The type checker adds type information to the syntax tree, otherwise leaving it as undisturbed as possible. This is done in two ways:

  • Some constructors have a field of type PostTcType, which is just a synonym for Type. For example:
    data HsExpr id = ... | ExplicitList PostTcType [LHsExpr id] | ...
    type PostTcType = Type
    placeHolderType :: PostTcType
    placeHolderType = panic "Evaluated the place holder for a PostTcType"
    An ExplicitList represents the explicit list construct in Haskell (e.g. "[2, 4, 1]"). The parser fills the PostTcType field with an error thunk HsTypes.placeHolderType; and the renamer does not touch it. The typechecker figures out the type, and fills in the value. So until the type checker, we cannot examine or print the PostTcType fields.
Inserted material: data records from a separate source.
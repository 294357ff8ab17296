//! Strata - Lazily materialized entity graphs with minimal-diff write-back
//!
//! This crate re-exports all layers of the Strata system for convenient access.
//! For detailed documentation, see the individual layer crates.
//!
//! # Architecture
//!
//! ```text
//! Layer 2: strata_model      - Pseudo-nodes, value cache, access guard, reconcile, save
//! Layer 1: strata_storage    - Schema, storage units, store interface, memory store
//! Layer 0: strata_foundation - Core types (Value, ids, Error)
//! ```

pub use strata_foundation as foundation;
pub use strata_model as model;
pub use strata_storage as storage;
impl EntitySchemaBuilder {
    /// Creates a builder with the given root field.
    #[must_use]
    pub fn new(entity_type: impl Into<Arc<str>>, root: FieldSchema) -> Self {
        Self {
            entity_type: entity_type.into(),
            fields: vec![root],
            groups: Vec::new(),
            edges: Vec::new(),
        }
    }

    /// Declares a group rooted at `root`, below `parent`.
    #[must_use]
    pub fn group(
        mut self,
        parent: FieldId,
        id: GroupId,
        cardinality: Cardinality,
        root: FieldSchema,
    ) -> Self {
        let root = root.in_group(id);
        self.groups
            .push(GroupSchema::new(id, root.alias.clone(), cardinality, root.id));
        self.edges.push((parent, root.id));
        self.fields.push(root);
        self
    }

    /// Declares a field below `parent`, stored in the parent's group.
    #[must_use]
    pub fn field(mut self, parent: FieldId, field: FieldSchema) -> Self {
        let group = self
            .fields
            .iter()
            .find(|f| f.id == parent)
            .and_then(|f| f.group);
        let field = FieldSchema { group, ..field };
        self.edges.push((parent, field.id));
        self.fields.push(field);
        self
    }

    /// Validates and builds the schema.
    ///
    /// # Errors
    ///
    /// Returns `SchemaInvalid` for duplicate ids, grouping fields nested
    /// more than one level deep, or any error of [`EntitySchema::from_parts`].
    pub fn build(self) -> Result<EntitySchema> {
        let mut fields = HashMap::new();
        for field in self.fields {
            let id = field.id;
            if fields.insert(id, field).is_some() {
                return Err(Error::schema_invalid(format!(
                    "{}: duplicate {id}",
                    self.entity_type
                )));
            }
        }
        let mut groups = HashMap::new();
        for group in self.groups {
            let id = group.id;
            if groups.insert(id, group).is_some() {
                return Err(Error::schema_invalid(format!(
                    "{}: duplicate {id}",
                    self.entity_type
                )));
            }
        }
        let mut edges: HashMap<FieldId, Vec<FieldId>> = HashMap::new();
        for (from, to) in self.edges {
            edges.entry(from).or_default().push(to);
        }
        let schema = EntitySchema::from_parts(self.entity_type, fields, groups, edges)?;
        if let Some(field) = schema.fields().find(|f| schema.is_nested_grouping(f.id)) {
            return Err(Error::schema_invalid(format!(
                "{}: grouping field {} nests more than one level",
                schema.entity_type(),
                field.alias
            )));
        }
        Ok(schema)
    }
}
impl PseudoList {
    /// Creates an empty list whose items hang below `parent`.
    #[must_use]
    pub fn new(
        field: Arc<FieldSchema>,
        codec: Arc<dyn Codec>,
        language: Arc<str>,
        parent: Option<UnitRef>,
    ) -> Self {
        Self {
            field,
            codec,
            language,
            parent,
            items: Vec::new(),
            ghosts: Vec::new(),
        }
    }

    /// Returns the group root field.
    #[must_use]
    pub fn field(&self) -> &Arc<FieldSchema> {
        &self.field
    }

    /// Returns the parent unit of every item.
    #[must_use]
    pub fn parent(&self) -> Option<&UnitRef> {
        self.parent.as_ref()
    }

    /// Creates an item backed by a new, empty unit, without adding it.
    ///
    /// # Errors
    ///
    /// Returns `InvariantViolation` if the field belongs to no group.
    pub fn new_item(&self) -> Result<PseudoValue> {
        let group = self.field.group.ok_or_else(|| {
            Error::invariant(format!("{} is not stored in any group", self.field.alias))
        })?;
        Ok(self.item_for(UnitRef::new(group, self.parent.clone())))
    }

    /// Creates an item over an existing unit, without adding it.
    #[must_use]
    pub fn item_for(&self, unit: UnitRef) -> PseudoValue {
        PseudoValue::new(
            Arc::clone(&self.field),
            Arc::clone(&self.codec),
            Arc::clone(&self.language),
        )
        .with_parent(self.parent.clone())
        .with_unit(unit)
    }

    fn check(&self, item: &PseudoValue) -> Result<()> {
        if item.field.id != self.field.id {
            return Err(Error::invariant(format!(
                "{} item added to the {} list",
                item.field.alias, self.field.alias
            )));
        }
        if !UnitRef::same_chain(item.parent_unit(), self.parent.as_ref()) {
            return Err(Error::invariant(format!(
                "{} item hangs below a different parent unit than its list",
                self.field.alias
            )));
        }
        Ok(())
    }

    fn unghost(&mut self, item: &PseudoValue) {
        if let Some(unit) = item.unit() {
            self.ghosts.retain(|ghost| !UnitRef::ptr_eq(ghost, unit));
        }
    }

    fn ghost(&mut self, item: &PseudoValue) {
        let Some(unit) = item.unit() else {
            return;
        };
        if unit.id().is_some() && !self.ghosts.iter().any(|g| UnitRef::ptr_eq(g, unit)) {
            self.ghosts.push(unit.clone());
        }
    }

    /// Appends an item.
    ///
    /// # Errors
    ///
    /// Returns `InvariantViolation` if the item belongs to another field or
    /// hangs below a different parent unit.
    pub fn append(&mut self, item: PseudoValue) -> Result<()> {
        self.check(&item)?;
        self.unghost(&item);
        self.items.push(item);
        Ok(())
    }

    /// Appends a new, empty item and returns it.
    ///
    /// # Errors
    ///
    /// Returns `InvariantViolation` if the field belongs to no group.
    pub fn append_new(&mut self) -> Result<&mut PseudoValue> {
        let item = self.new_item()?;
        self.items.push(item);
        let last = self.items.len() - 1;
        Ok(&mut self.items[last])
    }

    /// Inserts an item at `index`.
    ///
    /// # Errors
    ///
    /// Returns `InvariantViolation` as for [`PseudoList::append`], or
    /// `InvalidValue` if `index` is past the end.
    pub fn insert(&mut self, index: usize, item: PseudoValue) -> Result<()> {
        if index > self.items.len() {
            return Err(out_of_range(&self.field.alias, index, self.items.len()));
        }
        self.check(&item)?;
        self.unghost(&item);
        self.items.insert(index, item);
        Ok(())
    }

    /// Removes and returns the item at `index`.
    pub fn remove(&mut self, index: usize) -> Option<PseudoValue> {
        if index >= self.items.len() {
            return None;
        }
        let item = self.items.remove(index);
        self.ghost(&item);
        Some(item)
    }

    /// Removes and returns the last item.
    pub fn pop(&mut self) -> Option<PseudoValue> {
        let item = self.items.pop()?;
        self.ghost(&item);
        Some(item)
    }

    /// Removes every item.
    pub fn clear(&mut self) {
        for item in std::mem::take(&mut self.items) {
            self.ghost(&item);
        }
    }

    /// Returns the units of removed, persisted items.
    #[must_use]
    pub fn ghosts(&self) -> &[UnitRef] {
        &self.ghosts
    }

    /// Returns and forgets the units of removed, persisted items.
    pub fn drain_ghosts(&mut self) -> Vec<UnitRef> {
        std::mem::take(&mut self.ghosts)
    }

    /// Returns the number of items.
    #[must_use]
    pub fn len(&self) -> usize {
        self.items.len()
    }

    /// Returns true if there are no items.
    #[must_use]
    pub fn is_empty(&self) -> bool {
        self.items.is_empty()
    }

    /// Returns the item at `index`.
    #[must_use]
    pub fn get(&self, index: usize) -> Option<&PseudoValue> {
        self.items.get(index)
    }

    /// Returns the item at `index` mutably.
    pub fn get_mut(&mut self, index: usize) -> Option<&mut PseudoValue> {
        self.items.get_mut(index)
    }

    /// Iterates over the items.
    pub fn iter(&self) -> impl Iterator<Item = &PseudoValue> {
        self.items.iter()
    }

    /// Iterates over the items mutably.
    pub fn iter_mut(&mut self) -> impl Iterator<Item = &mut PseudoValue> {
        self.items.iter_mut()
    }
}
use std::collections::{BTreeMap, HashMap, HashSet};

use bitflags::bitflags;

use crate::dtype::DataType;
use crate::error::Error;
use crate::ir::{BinOp, Buffer, CallOp, Expr, ForKind, IrModule, PrimFunc, Region, Stmt, Var};

/// A handler lowering one tensor intrinsic into target code.
/// `args` is the payload of the `call_extern` (the symbol already consumed).
pub type IntrinsicFn<T> = fn(&mut Emitter<T>, &[Expr]) -> Result<(), Error>;

/// The seam between the base visitor and a concrete backend.
///
/// A target contributes its intrinsic dispatch table plus a small set of
/// per-statement hooks; everything else (expressions, control flow, name
/// management) is shared.
pub trait Target: Sized {
    /// Intrinsic namespace, e.g. `ppl` in `call_extern("ppl.copy", ...)`
    const NS: &'static str;
    /// Emitted tensor-descriptor type name
    const DESCRIPTOR: &'static str;

    fn type_token(t: DataType) -> Result<String, Error>;

    /// Dispatch-table lookup for an intrinsic name without the namespace
    fn intrinsic(op: &str) -> Option<IntrinsicFn<Self>>;

    fn emit_allocate(
        e: &mut Emitter<Self>,
        var: &Var,
        dtype: DataType,
        extents: &[i64],
    ) -> Result<(), Error>;

    /// Handle a recognized attribute key; unknown keys are transparent
    fn emit_attr(_e: &mut Emitter<Self>, _key: &str) {}

    /// Emit the function signature and parameter materialization.
    /// Returns the parameter identifiers for the epilogue.
    fn emit_prologue(e: &mut Emitter<Self>, func: &PrimFunc) -> Result<Vec<String>, Error>;

    /// Close the function and emit any per-function trailer
    fn emit_epilogue(
        e: &mut Emitter<Self>,
        func: &PrimFunc,
        params: &[String],
    ) -> Result<(), Error>;

    /// Header declarations prepended once by [`Emitter::finish`]
    fn decl_prefix() -> String;
}

bitflags! {
    /// Which endpoints of a copy touch globally visible memory.
    /// Drives DMA-direction selection and fence emission.
    #[derive(Debug, Copy, Clone, PartialEq, Eq)]
    pub struct CopyEnds: u8 {
        const SRC_GLOBAL = 1 << 0;
        const DST_GLOBAL = 1 << 1;
    }
}

impl CopyEnds {
    #[must_use]
    pub fn from_regions(src: &Region, dst: &Region) -> Self {
        let mut ends = Self::empty();
        if src.buffer.scope.is_global() {
            ends |= Self::SRC_GLOBAL;
        }
        if dst.buffer.scope.is_global() {
            ends |= Self::DST_GLOBAL;
        }
        ends
    }
}

/// Rendered form of an expression: statements that must precede the
/// enclosing statement, and the inline fragment standing for the value.
#[derive(Debug, Default)]
pub(crate) struct Rendered {
    pub prelude: String,
    pub inline: String,
}

impl Rendered {
    fn pure(inline: impl Into<String>) -> Self {
        Self {
            prelude: String::new(),
            inline: inline.into(),
        }
    }
}

/// Fresh-name supply: sanitizes hints and keeps emitted names unique
/// within one function.
#[derive(Debug, Default)]
struct NameSupply {
    used: HashSet<String>,
}

impl NameSupply {
    fn fresh(&mut self, hint: &str) -> String {
        let base: String = hint
            .chars()
            .map(|c| if matches!(c, ':' | '-' | '.') { '_' } else { c })
            .collect();
        let base = if base.is_empty() { "v".to_string() } else { base };
        if self.used.insert(base.clone()) {
            return base;
        }
        let mut n = 1u32;
        loop {
            let candidate = if base == "_" {
                format!("_{n}")
            } else {
                format!("{base}_{n}")
            };
            if self.used.insert(candidate.clone()) {
                return candidate;
            }
            n += 1;
        }
    }

    fn clear(&mut self) {
        self.used.clear();
    }
}

const VEC_ACCESS: [char; 4] = ['x', 'y', 'z', 'w'];

/// Single-pass code emitter over one or more [`PrimFunc`]s.
///
/// All derived tables are owned by the emitter and reset per function;
/// the accumulated source text persists until [`finish`](Self::finish).
pub struct Emitter<T: Target> {
    body: String,
    indent: usize,
    names: NameSupply,
    pub(crate) var_ids: HashMap<Var, String>,
    pub(crate) handle_types: HashMap<Var, DataType>,
    /// Normalized (n, c, h, w) per emitted tensor name
    pub(crate) buffer_shapes: HashMap<String, [i64; 4]>,
    /// Row-major strides per buffer name, inherited by sliced regions
    pub(crate) buffer_strides: HashMap<String, [i64; 4]>,
    /// Planner-assigned byte offsets, keyed by on-chip allocation var
    pub(crate) buffer_addrs: HashMap<Var, i64>,
    /// Parameter basename (hint minus `_handle`) to descriptor name
    pub(crate) parameter_map: HashMap<String, String>,
    pub(crate) fn_attrs: BTreeMap<String, i64>,
    warnings: Vec<String>,
    _target: std::marker::PhantomData<T>,
}

impl<T: Target> Default for Emitter<T> {
    fn default() -> Self {
        Self::new()
    }
}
The error thunks mean that we can't conveniently pretty-print the PostTcType fields, because the pretty-printer would poke the error thunks when run on pre-typchecked code. We could have defined PostTcType to be Maybe Type, but that would have meant unwrapping lots of Just constructors, which is messy. It would be nicer to parameterise HsSyn over the PostTcType fields. Thus:

  type RnHsBinds = HsBinds Name ()   -- After renaming
  type TcHsBinds = HsBinds Id Type   -- After type checking

This would be a Good Thing to do.

  • In a few cases, the typechecker moves from one constructor to another. Example:
    data HsPat id
      = ...
      | ConPatIn	(Located id)
    		(HsConDetails id (LPat id))
      | ConPatOut	(Located DataCon)
    		[TyVar]			-- Existentially bound type variables
    		[id]			-- Ditto dictionaries
    		(DictBinds id)		-- Bindings involving those dictionaries
    		(HsConDetails id (LPat id))
    		Type    		-- The type of the pattern
    The parser and renamer use ConPatIn; the typechecker generates a ConPatOut. This naming convention is used consistently.
  • There are a few constructors added by type checker (rather than replacing an input constructor), particularly:
    • HsWrap, in the HsExpr type.
    • AbsBinds, in the HsBinds type.

These are invariably to do with type abstraction and application, since Haskell source is implicitly generalized and instantiated, whereas GHC's intermediate form is explicitly generalized and instantiated.

Source Locations

HsSyn makes heavy use of the Located type (compiler/basicTypes/SrcLoc.lhs):

data Located e = L SrcSpan e

A Located t is just a pair of a SrcSpan (which describes the source location of t) and a syntax tree t. The module SrcLoc defines two other types:

  • SrcLoc specifies a particular source location: (filename, line number, character position)
  • SrcSpan specifes a range of source locations: (filename, start line number and character position, end line number and character position)

More details in compiler/basicTypes/SrcLoc.lhs.

Naming convention within the code: "LHs" means located Haskell, e.g.

type LHsBinds n = Located (HsBinds n)